Invasive Species Compendium

Detailed coverage of invasive species threatening livelihoods and the environment worldwide

Abstract

Identification and mapping of adult-onset sensitivity to victorin in barley.

Abstract

Victoria blight of oats caused by the fungus Cochliobolus victoriae is of distinct interest due to the link between Victoria blight susceptibility and crown rust resistance. C. victoriae-susceptible oats were introduced into the USA as a source of the Pc2 gene for resistance to the crown rust fungus Puccinia coronata. A dominant gene (Vb) in these oats was found to condition susceptibility to Victoria blight disease and sensitivity to the C. victoriae toxin called victorin. Numerous genetic approaches to separate Vb from Pc2 have failed, suggesting that Pc2 and Vb share identity. Because Victoria blight has only been described in allohexaploid oat, which has a poorly characterized genome of 11,300 Mb, molecular genetic investigations of Vb in oat are not practical. Previously we identified a presumed Vb ortholog in Arabidopsis, called LOV. LOV confers victorin sensitivity and susceptibility to C. victoriae, and encodes a coil-coil-nucleotide-binding site-leucine-rich repeat (CC-NBS-LRR) protein. Analysis of cereal DNA databases reveals a large array of CC-NBS-LRR genes, but no obvious LOV ortholog. Identifying a cereal ortholog of LOV will require identification and subsequent mapping of victorin sensitivity in a genetically tractable cereal plant. In this work, we surveyed barley for victorin sensitivity and identified adult-onset sensitivity to victorin in eight barley accessions.
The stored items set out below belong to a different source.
use std::path::{Path, PathBuf};

use passgen_core::GenerationConfig;
use serde::{Deserialize, Serialize};

/// Contents of `config.toml`. Every section and field is optional.
#[derive(Debug, Default, Serialize, Deserialize)]
#[serde(deny_unknown_fields)]
pub struct PassgenConfig {
    #[serde(default)]
    pub generation: GenerationConfig,
    #[serde(default)]
    pub wordlist: WordlistSection,
}

#[derive(Debug, Default, Serialize, Deserialize)]
#[serde(deny_unknown_fields)]
pub struct WordlistSection {
    pub path: Option<String>,
}

pub fn default_config_path() -> anyhow::Result<PathBuf> {
    Ok(xdg_config_dir()?.join("config.toml"))
}

pub fn read_config(path: &Path) -> anyhow::Result<PassgenConfig> {
    let contents = std::fs::read_to_string(path)
        .map_err(|e| anyhow::anyhow!("Failed to read config {}: {}", path.display(), e))?;
    parse_config(&contents)
        .map_err(|e| anyhow::anyhow!("Failed to parse config {}: {}", path.display(), e))
}

pub fn parse_config(contents: &str) -> Result<PassgenConfig, toml::de::Error> {
    toml::from_str(contents)
}

pub fn xdg_config_dir() -> anyhow::Result<PathBuf> {
    if let Ok(value) = std::env::var("XDG_CONFIG_HOME") {
        if !value.trim().is_empty() {
            return Ok(PathBuf::from(value).join("passgen"));
        }
    }
    Ok(home_dir()?.join(".config").join("passgen"))
}

fn home_dir() -> anyhow::Result<PathBuf> {
    let home = std::env::var("HOME")
        .map_err(|_| anyhow::anyhow!("HOME is not set; cannot resolve default paths"))?;
    Ok(PathBuf::from(home))
}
Evaluation of a doubled haploid (DH) population derived from the cross of sensitive Ă— insensitive parents revealed a single quantitative trait locus (QTL) for victorin sensitivity in a resistance-gene-rich region on the short arm of chromosome 1H. Furthermore, enhanced victorin sensitivity observed in some DH lines suggests a background-dependent enhancement of victorin sensitivity.